Samstag, 13. Oktober 2012

Uhus und Rotwein - Lacrimosa grämen sich im Substage, Di, 9. Oktober, im Substage



Vor dem Club sinkt ein Dame im Schnürmieder ohnmächtig zu Boden, an der Bar stehen Männer in Röcken um Rotwein an, gesittet, wie an einem Kassenschalter von British Rail. Niemand bricht das Rauchverbot, es riecht nach „Ars Amatoris“. Zu sagen, an der Garderobe dominierten gedeckte Farben wäre eine Untertreibung. Auf der Bühne flackern Kerzen. Die neuen Deutschen Todeskünstler Lacrimosa haben für diesen Dienstag ihr Kommen im Substage angekündigt.
Seit mehr als zwanzig Jahren verkuppelt Bandkopf Tilo Wolff in Person und Ton Gegensätze, die als eigentlich unvereinbar gelten dürfen: echte Tiefe und schlichten Kitsch, Dramatik, ja Tragik, und Lächerlichkeit, Unvermögen und musikalische Finesse, Schlager und Rock. Man könnte aber auch sagen, dass der Mann mit der gebleichten Tolle nichts anderes getan hat, als das alte Pop-Gesetz zu befolgen, Limitierungen in Stärken zu umzumünzen. Das klingt banal, macht aber einen Großteil des Unterhaltungswertes von Lacrimosa aus.
Einerseits gemahnt der schlaksige, in seinen Bewegungen immer auch etwas linkische, Wolff mit seiner Darth-Vader-Helm-Frisur den Beobachter an den bleichen, schwächlichen Jungen, dem sie in der Schule immer den Turnbeutel versteckt haben – an guten Tagen –, und der sich darauf heimlich entschlossen hat, Rockstar zu werden, aus Rache an seinen Peinigern. Andererseits trägt der gebürtige Frankfurter seine romantisch-morbide Befindlichkeitslyrik mit einer Inbrunst vor, die jenseits alles Pose anrührt. Doch gerade diese Gratwanderung macht den Vortrag des Wahlschweizers und seiner finsteren Hinterleute interessant. Wolff grollt, fistelt, verschleift die Tonhöhen mit Portamenti, nimmt es mit den Zieltönen nicht immer genau oder verfällt in ungepflegten Sprechgesang. 

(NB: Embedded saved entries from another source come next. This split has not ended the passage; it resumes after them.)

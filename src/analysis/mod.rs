//! Analysis and result aggregation modules
//!
//! Combines the key estimate with externally extracted features:
//! - Feature assembly (key, tempo, pitch, rhythm)
//! - Result types
//! - Metadata

pub mod features;
pub mod metadata;
pub mod result;

pub use features::{FeatureAssembler, FeatureBackend};
pub use metadata::{AnalysisFlag, AnalysisMetadata};
pub use result::{Key, KeyEstimate, KeySignature, Mode, MusicalFeatures, PITCH_CLASS_NAMES};
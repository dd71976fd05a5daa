//! Key estimation modules
//!
//! Estimate the global musical key with:
//! - Genre-conditioned tonal templates (major/minor pairs)
//! - Pearson correlation at all 12 tonic rotations
//! - Deterministic key decision

pub mod correlation;
pub mod decision;
pub mod estimator;
pub mod templates;

pub use correlation::{correlate, CorrelationResult};
pub use decision::decide;
pub use estimator::{estimate_key, KeyEstimator};
pub use templates::{Genre, GenreProfile, TonalTemplate};
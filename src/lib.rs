//! # Stratum Tonal
//!
//! Genre-aware musical key estimation and feature assembly for audio analysis
//! front-ends.
//!
//! ## Features
//!
//! - **Key Estimation**: Krumhansl-Schmuckler correlation of a time-averaged
//!   chroma vector against major/minor tonal templates at all 12 tonics
//! - **Genre Templates**: Eight built-in template pairs (general, classical,
//!   jazz, pop, blues, rock, metal, flamenco)
//! - **Feature Assembly**: Key, tempo, pitch and rhythm packaged into one
//!   result from pluggable extraction backends
//! - **Key Signatures**: Circle-of-fifths signatures for MIDI/MusicXML writers
//!
//! ## Quick Start
//!
//! ```
//! use stratum_tonal::estimate_key;
//!
//! // Time-averaged chroma from your extraction front-end (C, C#, ..., B)
//! let chroma = [0.9, 0.1, 0.5, 0.1, 0.7, 0.6, 0.1, 0.8, 0.1, 0.5, 0.1, 0.3];
//!
//! let estimate = estimate_key("pop", &chroma)?;
//! if let Some(label) = estimate.label() {
//!     println!("Key: {} (strength: {:.2})", label, estimate.strength().unwrap_or(0.0));
//! }
//! # Ok::<(), stratum_tonal::AnalysisError>(())
//! ```
//!
//! ## Architecture
//!
//! ```text
//! Genre → Template Registry ─┐
//! Chroma ────────────────────┴→ Correlation (12 rotations × 2 modes) → Decision → KeyEstimate
//! ```
//!
//! Chroma extraction, tempo, pitch and onset tracking are external services,
//! plugged in through [`ChromaExtractor`] and [`FeatureBackend`].

#![warn(missing_docs)]
#![warn(clippy::all)]

pub mod analysis;
pub mod config;
pub mod error;
pub mod features;
pub mod io;

// Re-export main types
pub use analysis::features::{FeatureAssembler, FeatureBackend};
pub use analysis::metadata::{AnalysisFlag, AnalysisMetadata};
pub use analysis::result::{Key, KeyEstimate, KeySignature, Mode, MusicalFeatures};
pub use config::{AnalysisConfig, KeyFallback};
pub use error::AnalysisError;
pub use features::chroma::{ChromaExtractor, ChromaVector};
pub use features::key::{estimate_key, Genre, KeyEstimator};
pub use io::AudioFile;
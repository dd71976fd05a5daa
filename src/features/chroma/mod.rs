//! Chroma input modules
//!
//! Pitch-class distribution (12 semitones) as consumed by key estimation:
//! - Validated chroma vector
//! - Frame averaging
//! - External extractor boundary

pub mod extractor;
pub mod vector;

pub use extractor::{average_frames, ChromaExtractor};
pub use vector::ChromaVector;
//! Key estimator facade
//!
//! Binds one genre's template pair to correlation and decision. The estimator
//! holds only a reference into the static template registry, so it is `Copy`,
//! `Send` and `Sync` and can be shared freely across threads.

use rayon::prelude::*;

use super::correlation::{correlate, CorrelationResult};
use super::decision::decide;
use super::templates::{Genre, GenreProfile};
use crate::analysis::result::KeyEstimate;
use crate::error::Result;
use crate::features::chroma::{average_frames, ChromaExtractor, ChromaVector};
use crate::io::AudioFile;

/// Genre-conditioned Krumhansl-Schmuckler key estimator
#[derive(Debug, Clone, Copy)]
pub struct KeyEstimator {
    profile: &'static GenreProfile,
}

impl KeyEstimator {
    /// Estimator for `genre`
    pub fn new(genre: Genre) -> Self {
        Self {
            profile: GenreProfile::for_genre(genre),
        }
    }

    /// Estimator for a genre identifier; unknown identifiers use the general profile
    pub fn for_genre_name(name: &str) -> Self {
        Self::new(Genre::from_name(name))
    }

    /// Genre whose templates this estimator uses
    pub fn genre(&self) -> Genre {
        self.profile.genre()
    }

    /// Major and minor correlations for `chroma`, in that order
    pub fn correlations(&self, chroma: &ChromaVector) -> (CorrelationResult, CorrelationResult) {
        (
            correlate(chroma, self.profile.major()),
            correlate(chroma, self.profile.minor()),
        )
    }

    /// Estimate the key of a validated chroma vector
    pub fn estimate(&self, chroma: &ChromaVector) -> KeyEstimate {
        let (major, minor) = self.correlations(chroma);
        decide(&major, &minor)
    }

    /// Validate raw bins, then estimate
    ///
    /// # Errors
    ///
    /// Returns `AnalysisError::InvalidInput` if `bins` is not 12 finite,
    /// non-negative values.
    pub fn estimate_slice(&self, bins: &[f64]) -> Result<KeyEstimate> {
        let chroma = ChromaVector::from_slice(bins)?;
        Ok(self.estimate(&chroma))
    }

    /// Average per-frame chroma, then estimate
    ///
    /// # Errors
    ///
    /// Returns `AnalysisError::InvalidInput` for empty or malformed frames.
    pub fn estimate_frames(&self, frames: &[Vec<f64>]) -> Result<KeyEstimate> {
        let chroma = average_frames(frames)?;
        Ok(self.estimate(&chroma))
    }

    /// Extract chroma from `audio` with an external extractor, then estimate
    ///
    /// # Errors
    ///
    /// Propagates extractor failures and rejects malformed frames.
    pub fn estimate_audio<E>(&self, extractor: &E, audio: &AudioFile) -> Result<KeyEstimate>
    where
        E: ChromaExtractor + ?Sized,
    {
        let frames = extractor.extract_chroma(audio)?;
        self.estimate_frames(&frames)
    }

    /// Estimate many chroma vectors in parallel, preserving input order
    pub fn estimate_batch(&self, chromas: &[ChromaVector]) -> Vec<KeyEstimate> {
        chromas.par_iter().map(|c| self.estimate(c)).collect()
    }
}

impl Default for KeyEstimator {
    fn default() -> Self {
        Self::new(Genre::default())
    }
}

/// Estimate the key of 12 chroma bins using a genre's templates
///
/// The genre is matched case-insensitively; unknown genres use the general
/// profile.
///
/// # Errors
///
/// Returns `AnalysisError::InvalidInput` if `chroma` is not 12 finite,
/// non-negative values.
///
/// # Example
///
/// ```
/// use stratum_tonal::{estimate_key, Key};
///
/// let chroma = [6.0, 2.5, 3.5, 2.5, 4.0, 4.0, 2.5, 5.0, 3.0, 3.5, 2.5, 3.0];
/// let estimate = estimate_key("general", &chroma)?;
///
/// assert_eq!(estimate.key(), Some(Key::major(0)));
/// assert_eq!(estimate.label(), Some("C major"));
/// # Ok::<(), stratum_tonal::AnalysisError>(())
/// ```
pub fn estimate_key(genre: &str, chroma: &[f64]) -> Result<KeyEstimate> {
    KeyEstimator::for_genre_name(genre).estimate_slice(chroma)
}
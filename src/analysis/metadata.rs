//! Analysis metadata structures

use serde::{Deserialize, Serialize};

use crate::features::key::Genre;

/// Analysis flags
#[derive(Debug, Clone, Copy, PartialEq, Eq, Serialize, Deserialize)]
pub enum AnalysisFlag {
    /// Chroma carried no tonal information; no key was reported
    UndeterminedKey,
    /// Best key correlation below the configured threshold (atonal/ambiguous)
    WeakTonality,
}

/// Analysis metadata
#[derive(Debug, Clone, Serialize, Deserialize)]
pub struct AnalysisMetadata {
    /// Genre profile the key was estimated with
    pub genre: Genre,

    /// Processing time in milliseconds
    pub processing_time_ms: f32,

    /// Algorithm version
    pub algorithm_version: String,

    /// Analysis flags
    pub flags: Vec<AnalysisFlag>,

    /// Confidence warnings (weak tonality, substituted results, ...)
    pub confidence_warnings: Vec<String>,
}

impl Default for AnalysisMetadata {
    fn default() -> Self {
        Self {
            genre: Genre::default(),
            processing_time_ms: 0.0,
            algorithm_version: env!("CARGO_PKG_VERSION").to_string(),
            flags: vec![],
            confidence_warnings: vec![],
        }
    }
}
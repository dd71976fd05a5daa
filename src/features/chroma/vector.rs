//! Validated 12-bin chroma vector

use serde::{Deserialize, Serialize};

use crate::error::{AnalysisError, Result};

/// Time-averaged pitch-class energy, index 0 = C ... 11 = B
///
/// Always exactly 12 finite, non-negative values. Scale is irrelevant to key
/// estimation (Pearson correlation is scale-invariant), so no normalization is
/// applied.
#[derive(Debug, Clone, Copy, PartialEq, Serialize, Deserialize)]
#[serde(try_from = "Vec<f64>", into = "Vec<f64>")]
pub struct ChromaVector([f64; 12]);

impl ChromaVector {
    /// Validate and wrap 12 bins
    ///
    /// # Errors
    ///
    /// Returns `AnalysisError::InvalidInput` if any bin is NaN, infinite or negative.
    pub fn new(bins: [f64; 12]) -> Result<Self> {
        for (i, &value) in bins.iter().enumerate() {
            if !value.is_finite() {
                return Err(AnalysisError::InvalidInput(format!(
                    "Chroma bin {} is not finite: {}",
                    i, value
                )));
            }
            if value < 0.0 {
                return Err(AnalysisError::InvalidInput(format!(
                    "Chroma bin {} is negative: {}",
                    i, value
                )));
            }
        }
        Ok(Self(bins))
    }

    /// Validate a slice that must hold exactly 12 bins
    ///
    /// # Errors
    ///
    /// Returns `AnalysisError::InvalidInput` on wrong length or invalid values.
    pub fn from_slice(bins: &[f64]) -> Result<Self> {
        let bins: [f64; 12] = bins.try_into().map_err(|_| {
            AnalysisError::InvalidInput(format!(
                "Chroma vector must have 12 elements, got {}",
                bins.len()
            ))
        })?;
        Self::new(bins)
    }

    /// Bin values, C first
    pub fn bins(&self) -> &[f64; 12] {
        &self.0
    }
}

impl TryFrom<&[f64]> for ChromaVector {
    type Error = AnalysisError;

    fn try_from(bins: &[f64]) -> Result<Self> {
        Self::from_slice(bins)
    }
}

impl TryFrom<Vec<f64>> for ChromaVector {
    type Error = AnalysisError;

    fn try_from(bins: Vec<f64>) -> Result<Self> {
        Self::from_slice(&bins)
    }
}

impl TryFrom<[f64; 12]> for ChromaVector {
    type Error = AnalysisError;

    fn try_from(bins: [f64; 12]) -> Result<Self> {
        Self::new(bins)
    }
}

impl From<ChromaVector> for Vec<f64> {
    fn from(chroma: ChromaVector) -> Self {
        chroma.0.to_vec()
    }
}

#[cfg(test)]
mod tests {
    use super::*;

    #[test]
    fn test_accepts_unnormalized() {
        let chroma = ChromaVector::new([10.0, 0.0, 3.5, 0.0, 7.0, 2.0, 0.0, 9.0, 0.0, 1.0, 0.0, 4.0]);
        assert!(chroma.is_ok());
        assert_eq!(chroma.unwrap().bins()[0], 10.0);
    }

    #[test]
    fn test_wrong_length() {
        let err = ChromaVector::from_slice(&[1.0; 11]).unwrap_err();
        assert_eq!(
            err,
            AnalysisError::InvalidInput("Chroma vector must have 12 elements, got 11".into())
        );
        assert!(ChromaVector::try_from(vec![0.5; 13]).is_err());
        assert!(ChromaVector::from_slice(&[]).is_err());
    }

    #[test]
    fn test_rejects_non_finite() {
        let mut bins = [1.0; 12];
        bins[4] = f64::NAN;
        assert!(matches!(
            ChromaVector::new(bins),
            Err(AnalysisError::InvalidInput(_))
        ));
        bins[4] = f64::INFINITY;
        assert!(ChromaVector::new(bins).is_err());
    }

    #[test]
    fn test_rejects_negative() {
        let mut bins = [1.0; 12];
        bins[11] = -0.1;
        assert!(ChromaVector::new(bins).is_err());
    }

    #[test]
    fn test_serde_validates() {
        let chroma: ChromaVector = serde_json::from_str("[1,0,0,0,1,0,0,1,0,0,0,0]").unwrap();
        assert_eq!(chroma.bins()[7], 1.0);
        assert!(serde_json::from_str::<ChromaVector>("[1,2,3]").is_err());
        assert_eq!(
            serde_json::to_string(&chroma).unwrap(),
            "[1.0,0.0,0.0,0.0,1.0,0.0,0.0,1.0,0.0,0.0,0.0,0.0]"
        );
    }
}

Die Band hingegen musiziert präzise und legt so ein unerschütterliches schwarzes Fundament. Eine besondere Augenweide ist Yenz Leonhardt, der seinen Bass mit stoischer Schmallippigkeit bedient und mit eingefallenen Wangen  und ausladender Körperlichkeit wirkt, wie eine, erm, langharrige Goth-Version von Herman Munster. Anne Nurmi hingegen linst schön verdreht hinter ihren - aus irgendeinem Grund mit einer absonderlichen rautigen Wirtshaustischdecke bespannten - Keyboards hervor. Da sollte die Dame im übrigen besser auch bleiben, denn ihre Uhu-haften Gesangseinlagen („ If The World Stood Still A Day“, „A Prayer For Your Heart“) braucht kein Mensch.
Dennoch: Lacrimosa sind ein Beispiel dafür, dass man mit dem Mut, sich vielleicht auch Mal lächerlich zu machen, und Ehrlichkeit, künstlerisch was bewegen kann.